教会における信徒の品位と使命
カテゴリー 折々の想い 公開 [2012/03/10/ 00:00]
第2バチカン公会議(1962-65)は教会憲章第4章において、教会を構成する「信徒」の地位と役割の見直しを行なって、聖職者や修道者に比べて「信徒は二流の信者である」という誤解を解き、信徒本来のあるべき姿を浮き彫りにした。
その中から、ここでは「信徒の品位」、「信徒固有の使徒職」、そして「信徒の共通祭司職」の三点に絞って簡潔に述べてみたい。
1-信徒の品位(尊厳)
公会議は、信徒の召命と使命は世俗において使徒職を果たすことであるとして、「信徒の独自の召命は、現世的な事がらに従事し、それらを神に従って秩序づけてゆくことによって神の国を追求することである」(教会憲章31)と言う。そのうえで、世俗に生きて使命を果たす信徒は、聖職者や修道者と同じ品位(Dignitas:尊厳とも訳される)に召されていると言う。聖職者も修道者も信徒も、同じ洗礼によってキリストに結ばれ、一つの神の民を形成するからである。
そのうえ、「すべての信者に共通の尊厳と働きの点ではすべての人は真に平等であり」(同上)、「牧者とその他の信者は共通の必然関係をもって互いに結ばれているのであるから、その差異それ自身の中に結合が含まれている」(同上)と述べる。こうして、聖職者、修道者、信徒というように身分とその固有の使命においては異なっていても、教会において同じ品位、同じ責任を平等に分かち合っているのである。
2-信徒固有の使徒職
「信徒は世俗にあって神の国を追求する者」と上に言われたが、その信徒の使徒職は固有のものか、それとも聖職位階から委任されたものか、ちょっとした議論が続いていた。教皇ピオ11世(在位1922-39)の時代に推進された「カトリック・アクション」は「聖職位階の使徒職への信徒の参与」と定義され、そこに言われる「参与」と訳されたラテン語Participatio の意味が問われて、信徒の使徒職は信徒固有のものかどうかで疑問が生じたからである。
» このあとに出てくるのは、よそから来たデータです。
//! 编排层（Orchestration Layer）
//!
//! ## 职责
//!
//! 本层负责阅卷任务的流程调度，是整个系统的"指挥中心"。
//!
//! ## 层次关系
//!
//! ```text
//! orchestrator::App (单个 Job 的完整流程)
//!     ↓
//! services (能力层：stager / diagnostics / result_extractor / error_archive)
//!     ↓
//! infrastructure (基础设施：VirtualDisplay / omr_runner)
//! ```
//!
//! ## 设计原则
//!
//! 1. **单一职责**：编排层只做调度和分支，不做具体文件操作
//! 2. **资源隔离**：只有编排层持有 VirtualDisplay
//! 3. **向下依赖**：编排层 → services → infrastructure
//! 4. **显式传递**：Job 描述贯穿所有调用，不依赖环境路径变量

pub mod app;

// 重新导出主要类型
pub use app::App;
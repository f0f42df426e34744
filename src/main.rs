use omr_sheet_process::{logger, App, ArgsError, CliArgs, Config, USAGE};
use tracing::error;

#[tokio::main]
async fn main() {
    // 初始化日志
    logger::init();

    // 解析命令行参数（任何副作用之前）
    let args = match CliArgs::parse() {
        Ok(args) => args,
        Err(ArgsError::HelpRequested) => {
            println!("{}", USAGE);
            std::process::exit(0);
        }
        Err(e) => {
            eprintln!("参数错误: {}", e);
            eprintln!("{}", USAGE);
            std::process::exit(2);
        }
    };

    // 加载配置
    let config = Config::from_env();

    // 初始化并运行应用；识别程序的退出码原样传播给调用方
    let app = App::initialize(config, args);
    match app.run().await {
        Ok(exit_code) => std::process::exit(exit_code),
        Err(e) => {
            error!("❌ 任务执行失败: {:#}", e);
            std::process::exit(1);
        }
    }
}
//! 虚拟显示服务 - 基础设施层
//!
//! 持有唯一的 Xvfb 子进程资源，只暴露"提供 DISPLAY"的能力

use crate::config::Config;
use crate::error::AppError;
use anyhow::Result;
use std::process::Stdio;
use tokio::process::{Child, Command};
use tracing::{debug, info, warn};

/// 虚拟显示服务守卫
///
/// 职责：
/// - 持有唯一的 Xvfb 子进程
/// - 暴露 display() 能力（供外部进程的 DISPLAY 环境变量使用）
/// - 不认识 Job / 识别程序
///
/// 生命周期遵循"获取 → 使用 → 释放"：无论识别程序成功与否，
/// 编排层都必须调用 [`VirtualDisplay::shutdown`] 释放资源，
/// 终止失败只记录日志，不向上传播。
pub struct VirtualDisplay {
    child: Child,
    display: String,
}

impl VirtualDisplay {
    /// 启动虚拟显示服务
    ///
    /// # 参数
    /// - `config`: 程序配置（Xvfb 路径与显示编号）
    ///
    /// # 返回
    /// 返回已启动的守卫
    pub async fn start(config: &Config) -> Result<Self> {
        // 注意：局部变量不能命名为 display，会与 tracing 宏展开引入的
        // tracing::field::display 冲突
        let display_name = format!(":{}", config.display_number);
        info!("正在启动虚拟显示服务: {} {}", config.xvfb_path, display_name);

        let child = Command::new(&config.xvfb_path)
            .arg(&display_name)
            .args(["-screen", "0", "1024x768x24"])
            .stdin(Stdio::null())
            .stdout(Stdio::null())
            .stderr(Stdio::null())
            .spawn()
            .map_err(|e| AppError::display_start_failed(config.xvfb_path.as_str(), e))?;

        debug!("虚拟显示服务已启动 (DISPLAY={})", display_name);

        Ok(Self {
            child,
            display: display_name,
        })
    }

    /// 获取 DISPLAY 环境变量的值
    pub fn display(&self) -> &str {
        &self.display
    }

    /// 终止虚拟显示服务（尽力而为，失败不传播）
    pub async fn shutdown(mut self) {
        match self.child.kill().await {
            Ok(()) => debug!("虚拟显示服务已终止 (DISPLAY={})", self.display),
            Err(e) => warn!("⚠️ 终止虚拟显示服务失败（忽略）: {}", e),
        }
    }
}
これに対して公会議は、信徒の使徒職は洗礼と堅信の秘跡によってキリストから直接授けられたもので、信徒固有の使徒職であると明確に述べた。そのうえで、「信徒によらなければ教会が地の塩となり得ない場所と環境において、教会を存在させ活動的なものとすることが特に信徒に与えられた使命である」(教会憲章33)と述べ、信徒使徒職の主要な任務は世俗において教会の使命を果たすことであると説明された。
3-信徒の共通祭司職
世俗における使徒職に召された信徒の役割は、預言者・祭司・王であるキリストの三つの使命に与るものとされるが、ここでは特に祭司職を取り上げる。教会憲章が「信徒の祭司職」について教えた時、多くの人が「信徒も司祭である」と勘違いして、疑問が広がった経緯がある。叙階の秘跡を受けて司祭になった神父さんたちの司祭職と信徒の司祭職とはどのように違い、どのように同じなのか。わが国の司教団は、この混乱を避けるために、それまで司祭職と訳されているラテン語Sacerdotiumを「祭司職」と訳し直し、司祭と祭司職を区別した。そこで公会議の教えはこうなる。司祭も信徒も同じ「キリストの祭司職」にあずかるのであるが、叙階の秘跡による祭司職は「位階的(奉仕的)祭司職」(Sacerdotium Ministeriale)であり、信徒の祭司職は洗礼・堅信の秘跡によるすべてのキリスト者に授けられる「共通の祭司職」(Sacerdotium Commune)であって、両者は本質的に異なる。
公会議は信徒の祭司職を次のように説明する。「信徒たちが、すべての仕事・祈り・使徒的活動・結婚生活・家庭生活・日々の労苦・心身の休養を聖霊において行い、なお生活の煩わしさを忍耐強く耐え忍ぶならば、これらのすべてはイエス・キリストを通して神によみせられる霊的いけにえとなり、聖体祭儀の執行において主のからだの奉献とともに父に敬謙にささげられる」(教会憲章34)。
このように、信徒祭司職の行使は、信徒の主日ミサ参加義務の本質であり、典礼憲章に言う「意識的・行動的典礼参加」(典礼憲章10)の基本である。このように、世俗と聖体を結び合わせる信徒の共通祭司職の行使があればこそ、聖体祭儀(ミサ)はキリスト教的全生活の「源泉かつ頂点」(同上参照)と言われるのである。